High School Underachiever, Dean’s List Bachelor
Meders graduated from high school in Florida with a 1.5 GPA. School was something that got in the way for him. He had to work in order to help his mother—who was separated from his father—and he liked to surf. From early on, he gravitated toward art. A lot of people in his family were artists, as well. Prior to entering high school, Meders just figured that everyone was into art because of the ubiquity of it while he was growing up. After barely earning his high school diploma, Meders was determined to get into an art program. The Savannah College of Art and Design accepted him, based on his portfolio, with one condition: that he starts the program on academic probation. Not only did he met the demands of probation, but he made the dean’s list. Going to art school connected him with his passion for creating.
Besides his professors, another Native artist, Zig Jackson, especially inspired Meders. Jackson served as a mentor, and at one point he asked Meders to trade pieces. This was a pivotal moment for Meders. For a while, he had struggled with the notion of identifying as Native. “It [identity] is a real sticky situation, because there’s a part of me that has no problem talking about issues relating to my culture and putting that in my work, ’cause that’s a part of my history and I want honor that,” Meders said. “[However], I feel like people tend to label Native artists. We get thrown into certain boxes, and only selected for particular exhibitions. There are a lot of expectations that come with this label.” When Jackson took Meders under his wing, it gave him the courage to step out and embrace his identity.
Before graduating, Meders exhibited his work in the school’s anthropology museum. “I told them that, in a lot of ways, I’m questioning the authority of the institution, and anthropology is part of that equation. There’s a big stain on history through the anthropology of Native people,” said Meders.
After graduating, he went on to attend ASU’s MFA program, where he was paired with many skilled printmakers, but none of them were Native. This was a bit of a concern at first. However, Meders decided to stick with ASU because of the vibrant Native American culture in Arizona. Meders names a few people that were especially helpful in his development as an artist: Steve Yazzie, Kade Twist and Andrea Hanley.
Printmaking helps Meders remix the past—and honor both the past and future. He has achieved wide success as an artist, producing work that challenges how we perceive the conflation of identity in art. His work has appeared in galleries and museums around the world, including the Heard Museum.

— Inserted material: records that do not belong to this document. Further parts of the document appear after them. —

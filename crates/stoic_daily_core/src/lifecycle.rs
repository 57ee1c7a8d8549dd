//! When the journal runs.
//!
//! A host calls [`Lifecycle::activate`] once at startup,
//! [`Lifecycle::manual_trigger`] when the user asks for today's note, and
//! [`Lifecycle::tick`] on a timer. Ticks keep the notes current but only
//! open the day note when the day has changed since the last open.

use std::path::PathBuf;
use std::sync::Mutex;
use std::sync::atomic::{AtomicBool, Ordering};
use std::time::Duration;

use crate::clock::{Clock, SystemClock};
use crate::error::Result;
use crate::fs::AsyncFileSystem;
use crate::journal::{DailyReport, DailyRun, StoicJournal};
use crate::workspace::Workspace;

/// How often a host should call [`Lifecycle::tick`] by default.
pub const DEFAULT_REFRESH_INTERVAL: Duration = Duration::from_secs(60);

/// What a periodic tick did.
#[derive(Debug, Clone, PartialEq, Eq)]
pub enum TickOutcome {
    /// A different day note than last time; it was opened
    Opened(DailyReport),
    /// Same day note as the last one opened; nothing was opened
    Unchanged(DailyReport),
    /// A run was already in flight
    Busy,
}

/// Drives a [`StoicJournal`] from host events.
pub struct Lifecycle<FS, C = SystemClock> {
    journal: StoicJournal<FS, C>,
    refresh_interval: Duration,
    activated: AtomicBool,
    last_opened: Mutex<Option<PathBuf>>,
}

impl<FS: AsyncFileSystem, C: Clock> Lifecycle<FS, C> {
    /// Lifecycle around `journal`, ticking every [`DEFAULT_REFRESH_INTERVAL`].
    pub fn new(journal: StoicJournal<FS, C>) -> Self {
        Self {
            journal,
            refresh_interval: DEFAULT_REFRESH_INTERVAL,
            activated: AtomicBool::new(false),
            last_opened: Mutex::new(None),
        }
    }

    /// Use a different tick interval.
    pub fn with_refresh_interval(mut self, interval: Duration) -> Self {
        self.refresh_interval = interval;
        self
    }

    /// Interval between ticks.
    pub fn refresh_interval(&self) -> Duration {
        self.refresh_interval
    }

    /// The journal being driven.
    pub fn journal(&self) -> &StoicJournal<FS, C> {
        &self.journal
    }

    /// Startup: create and open today's note. Later calls do nothing and
    /// return `None`.
    pub async fn activate(&self, workspace: &dyn Workspace) -> Result<Option<DailyRun>> {
        if self.activated.swap(true, Ordering::AcqRel) {
            log::debug!("Already activated");
            return Ok(None);
        }
        log::info!("Activating, daily notes under {:?}", self.journal.layout().root());
        self.manual_trigger(workspace).await.map(Some)
    }

    /// User request: create and open today's note, even if it is already open.
    pub async fn manual_trigger(&self, workspace: &dyn Workspace) -> Result<DailyRun> {
        let run = self.journal.create_and_open_today(workspace).await?;
        if let DailyRun::Completed(report) = &run {
            self.remember(report);
        }
        Ok(run)
    }

    /// Timer: keep today's notes present and open the day note after a
    /// day rollover.
    pub async fn tick(&self, workspace: &dyn Workspace) -> Result<TickOutcome> {
        let report = match self.journal.ensure_today().await? {
            DailyRun::Completed(report) => report,
            DailyRun::Busy => return Ok(TickOutcome::Busy),
        };

        if self.is_last_opened(&report) {
            log::debug!("Tick: {} already open", report.note);
            return Ok(TickOutcome::Unchanged(report));
        }

        self.journal.open_note(workspace, &report.note).await?;
        self.remember(&report);
        log::info!("Opened {} for {}", report.note, report.key);
        Ok(TickOutcome::Opened(report))
    }

    fn is_last_opened(&self, report: &DailyReport) -> bool {
        let last = self.last_opened.lock().unwrap_or_else(|e| e.into_inner());
        last.as_deref() == Some(report.note.path())
    }

    fn remember(&self, report: &DailyReport) {
        let mut last = self.last_opened.lock().unwrap_or_else(|e| e.into_inner());
        *last = Some(report.note.path().to_path_buf());
    }
}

Moving Forward, Giving Back
Meders takes trips back to visit his tribe in California about twice a year. He sees himself and his generation as necessary for preserving the stories of their elders. He goes up, listens and helps when he can. He does printmaking workshops with the kids. They make bird books in their native language that pay homage to the old stories. They also create personalized t-shirts. Meders knows how these kids struggle with identity and belonging.
Meders also teaches studio art at ASU West. There is a give and take that is evident in his life and work. He feels compelled to teach, to listen and to usher in the future through the hallowed doors of the past. He might not find answers in art, but that’s not a problem, since he is definitively questioning the very notions that uphold our lives and the lies we fall into.